As I spritzed my scent. I noticed it was time for a refill. The next time we were at Macy’s I stopped at the perfume counter. “I’d like to buy White Linen,” I said, hoping the saleswoman’s attention would lift my spirits.
“We’re out of stock. It might be discontinued,” she said sadly.
I confused my nose, trying other scents. Nothing smelled close.
The Estee Lauder website says White Linen is a floral scent — Bulgarian rose, jasmine, violet, moss — but to me it’s a scent less like flowers and more like clean sheets billowing in a stout breeze. Richard Wilbur’s poem “Love Calls us to the Things of this World” dances in my nostrils. He says, “Outside the open window/The morning is all awash with angels. Some are in bedsheets; some are in blouses.” I feel cloaked in white raiment, bright as the sun, like Wilbur’s angels.
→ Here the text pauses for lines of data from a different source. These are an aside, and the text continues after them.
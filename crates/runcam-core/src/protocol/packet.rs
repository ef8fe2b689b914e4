//! Frame encoding/decoding
//!
//! Request frame:
//! - 1 byte: header (0xCC)
//! - 1 byte: command id
//! - N bytes: payload
//! - 1 byte: CRC8 of everything above
//!
//! Fixed-length response frame (total length known per command):
//! - 1 byte: header
//! - total - 2 bytes: payload
//! - 1 byte: CRC8
//!
//! Variable-length response frame:
//! - 1 byte: header
//! - 1 byte: remaining chunk count
//! - 1 byte: payload length (setting type byte not included)
//! - 1 byte: setting type
//! - N bytes: payload
//! - 1 byte: CRC8

use std::time::Duration;

use tracing::trace;

use super::{crc, Command, ProtocolError, Transport, MAX_DATA_SIZE, PROTOCOL_HEADER};

/// Build a request frame for `command_id` carrying `payload`
pub fn encode_command(command_id: u8, payload: &[u8]) -> Result<Vec<u8>, ProtocolError> {
    if payload.len() > MAX_DATA_SIZE {
        return Err(ProtocolError::PayloadTooLarge(payload.len()));
    }

    let mut frame = Vec::with_capacity(2 + payload.len() + 1);
    frame.push(PROTOCOL_HEADER);
    frame.push(command_id);
    frame.extend_from_slice(payload);
    frame.push(crc::crc8_dvb_s2(&frame));
    Ok(frame)
}

/// Decode a request frame back into its command id and payload
pub fn decode_command(frame: &[u8]) -> Result<(u8, Vec<u8>), ProtocolError> {
    if frame.len() < 3 {
        return Err(ProtocolError::TruncatedFrame(frame.len()));
    }
    check_frame(frame)?;
    Ok((frame[1], frame[2..frame.len() - 1].to_vec()))
}

/// Encode and transmit a request frame. No response is read.
pub fn send_command<T: Transport + ?Sized>(
    transport: &mut T,
    command_id: u8,
    payload: &[u8],
    timeout: Duration,
) -> Result<usize, ProtocolError> {
    let frame = encode_command(command_id, payload)?;
    trace!(bytes = ?frame, "sending frame");
    transport.transmit(&frame, timeout)?;
    Ok(frame.len())
}

/// Read a fixed-length response of `total_len` bytes in one bounded read
pub fn receive_fixed<T: Transport + ?Sized>(
    transport: &mut T,
    total_len: usize,
    timeout: Duration,
) -> Result<ReceivedFrame, ProtocolError> {
    let mut buf = vec![0u8; total_len];
    transport.receive(&mut buf, timeout)?;
    trace!(bytes = ?buf, "received fixed frame");
    Ok(ReceivedFrame::from_fixed(buf))
}

/// Read a variable-length response.
///
/// The length field has to be read before the payload read can be bounded,
/// so the frame is pulled in pieces and reassembled before the CRC check.
pub fn receive_variable<T: Transport + ?Sized>(
    transport: &mut T,
    timeout: Duration,
    byte_timeout: Duration,
) -> Result<ReceivedFrame, ProtocolError> {
    let header = read_byte(transport, timeout)?;
    let remaining_chunks = read_byte(transport, byte_timeout)?;
    let data_len = read_byte(transport, byte_timeout)?;
    let setting_type = read_byte(transport, byte_timeout)?;

    let mut payload = vec![0u8; data_len as usize];
    if !payload.is_empty() {
        transport.receive(&mut payload, timeout)?;
    }

    let crc = read_byte(transport, byte_timeout)?;

    let mut frame = Vec::with_capacity(4 + payload.len() + 1);
    frame.extend_from_slice(&[header, remaining_chunks, data_len, setting_type]);
    frame.extend_from_slice(&payload);
    frame.push(crc);
    trace!(bytes = ?frame, "received variable frame");

    Ok(ReceivedFrame::from_variable(frame))
}

fn read_byte<T: Transport + ?Sized>(
    transport: &mut T,
    timeout: Duration,
) -> Result<u8, ProtocolError> {
    let mut byte = [0u8; 1];
    transport.receive(&mut byte, timeout)?;
    Ok(byte[0])
}

/// Header and CRC check shared by every frame shape
fn check_frame(frame: &[u8]) -> Result<(), ProtocolError> {
    let Some((&actual, body)) = frame.split_last() else {
        return Err(ProtocolError::TruncatedFrame(0));
    };
    let expected = crc::crc8_dvb_s2(body);
    if expected != actual {
        return Err(ProtocolError::CrcMismatch { expected, actual });
    }
    if frame[0] != PROTOCOL_HEADER {
        return Err(ProtocolError::InvalidHeader(frame[0]));
    }
    Ok(())
}

/// A response frame read from the camera.
///
/// The payload is only kept when the frame passed its header and CRC checks;
/// an invalid frame exposes its envelope but never its data.
#[derive(Debug, Clone, PartialEq, Eq)]
pub struct ReceivedFrame {
    /// First byte of the frame
    pub header: u8,
    /// Chunks still to come (variable-length frames only)
    pub remaining_chunks: Option<u8>,
    /// Setting type byte (variable-length frames only)
    pub setting_type: Option<u8>,
    /// Declared or derived payload length
    pub data_len: usize,
    /// Trailing CRC byte as received
    pub crc: u8,
    payload: Option<Vec<u8>>,
    error: Option<FrameError>,
}

#[derive(Debug, Clone, Copy, PartialEq, Eq)]
enum FrameError {
    Truncated(usize),
    Header(u8),
    Crc { expected: u8, actual: u8 },
}

impl ReceivedFrame {
    /// Split a complete fixed-length frame
    pub fn from_fixed(buf: Vec<u8>) -> Self {
        let total = buf.len();
        let header = buf.first().copied().unwrap_or(0);
        let crc = buf.last().copied().unwrap_or(0);
        let data_len = total.saturating_sub(2);

        let error = if total < 2 {
            Some(FrameError::Truncated(total))
        } else {
            frame_error(&buf)
        };
        let payload = match error {
            None => Some(buf[1..total - 1].to_vec()),
            Some(_) => None,
        };

        Self {
            header,
            remaining_chunks: None,
            setting_type: None,
            data_len,
            crc,
            payload,
            error,
        }
    }

    /// Split a complete variable-length frame
    pub fn from_variable(buf: Vec<u8>) -> Self {
        if buf.len() < 5 {
            return Self {
                header: buf.first().copied().unwrap_or(0),
                remaining_chunks: None,
                setting_type: None,
                data_len: 0,
                crc: buf.last().copied().unwrap_or(0),
                payload: None,
                error: Some(FrameError::Truncated(buf.len())),
            };
        }

        let total = buf.len();
        let data_len = buf[2] as usize;
        let error = if 4 + data_len + 1 != total {
            Some(FrameError::Truncated(total))
        } else {
            frame_error(&buf)
        };
        let payload = match error {
            None => Some(buf[4..total - 1].to_vec()),
            Some(_) => None,
        };

        Self {
            header: buf[0],
            remaining_chunks: Some(buf[1]),
            setting_type: Some(buf[3]),
            data_len,
            crc: buf[total - 1],
            payload,
            error,
        }
    }

    /// Whether the frame passed its integrity checks
    pub fn is_valid(&self) -> bool {
        self.payload.is_some()
    }

    /// Payload bytes, if the frame is valid
    pub fn payload(&self) -> Option<&[u8]> {
        self.payload.as_deref()
    }

    /// Take ownership of the payload, if the frame is valid
    pub fn into_payload(self) -> Option<Vec<u8>> {
        self.payload
    }

    /// Keep the frame if it is valid, otherwise return why it was rejected
    pub fn validated(self) -> Result<Self, ProtocolError> {
        let error = self.error;
        match error {
            None if self.payload.is_some() => Ok(self),
            Some(FrameError::Header(h)) => Err(ProtocolError::InvalidHeader(h)),
            Some(FrameError::Crc { expected, actual }) => {
                Err(ProtocolError::CrcMismatch { expected, actual })
            }
            Some(FrameError::Truncated(n)) => Err(ProtocolError::TruncatedFrame(n)),
            None => Err(ProtocolError::TruncatedFrame(self.data_len)),
        }
    }

    /// Turn the frame into its payload or the reason it was rejected
    pub fn into_result(self) -> Result<Vec<u8>, ProtocolError> {
        let data_len = self.data_len;
        self.validated()?
            .payload
            .ok_or(ProtocolError::TruncatedFrame(data_len))
    }
}

fn frame_error(buf: &[u8]) -> Option<FrameError> {
    match check_frame(buf) {
        Ok(()) => None,
        Err(ProtocolError::InvalidHeader(h)) => Some(FrameError::Header(h)),
        Err(ProtocolError::CrcMismatch { expected, actual }) => {
            Some(FrameError::Crc { expected, actual })
        }
        Err(_) => Some(FrameError::Truncated(buf.len())),
    }
}

/// How a command's response is decoded
#[derive(Debug, Clone, Copy, PartialEq, Eq)]
pub enum FrameShape {
    /// Fixed total length in bytes, header and CRC included
    Fixed(usize),
    /// Length-prefixed
    Variable,
}

/// Total response lengths of the fixed-length commands
#[derive(Debug, Clone, PartialEq, Eq)]
pub struct ResponseLengths {
    entries: Vec<(Command, usize)>,
}

impl ResponseLengths {
    /// Build a table from explicit entries
    pub fn new(entries: impl IntoIterator<Item = (Command, usize)>) -> Self {
        Self {
            entries: entries.into_iter().collect(),
        }
    }

    /// Total response length for `command`, if it is a fixed-length command
    pub fn lookup(&self, command: Command) -> Option<usize> {
        self.entries
            .iter()
            .find(|(cmd, _)| *cmd == command)
            .map(|(_, len)| *len)
    }

    /// Decode strategy for `command`; anything not in the table is variable
    pub fn shape(&self, command: Command) -> FrameShape {
        match self.lookup(command) {
            Some(len) => FrameShape::Fixed(len),
            None => FrameShape::Variable,
        }
    }
}

impl Default for ResponseLengths {
    fn default() -> Self {
        Self::new([
            (Command::GetDeviceInfo, 5),
            (Command::FiveKeyPress, 2),
            (Command::FiveKeyRelease, 2),
            (Command::FiveKeyConnection, 3),
        ])
    }
}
I’m sure this was a gift from my mother, bought when she picked up her warrior scent — Youth Dew. I have worn it for forty years.
Our scents are primal, drawing us to each other whether we know it or not. Just before we married, Bruce and I were flipping through my family’s album. I’d put on a scent that had been another gentleman’s favorite. Bruce huffed, “Wash that off right now.” And so I did. I’ve often thought if it weren’t for White Linen, Bruce might have walked away. I feel connected to my mom, who would have said, “Bruce is the man I prayed you’d marry.”
I’m Katie Andraski and that’s my perspective.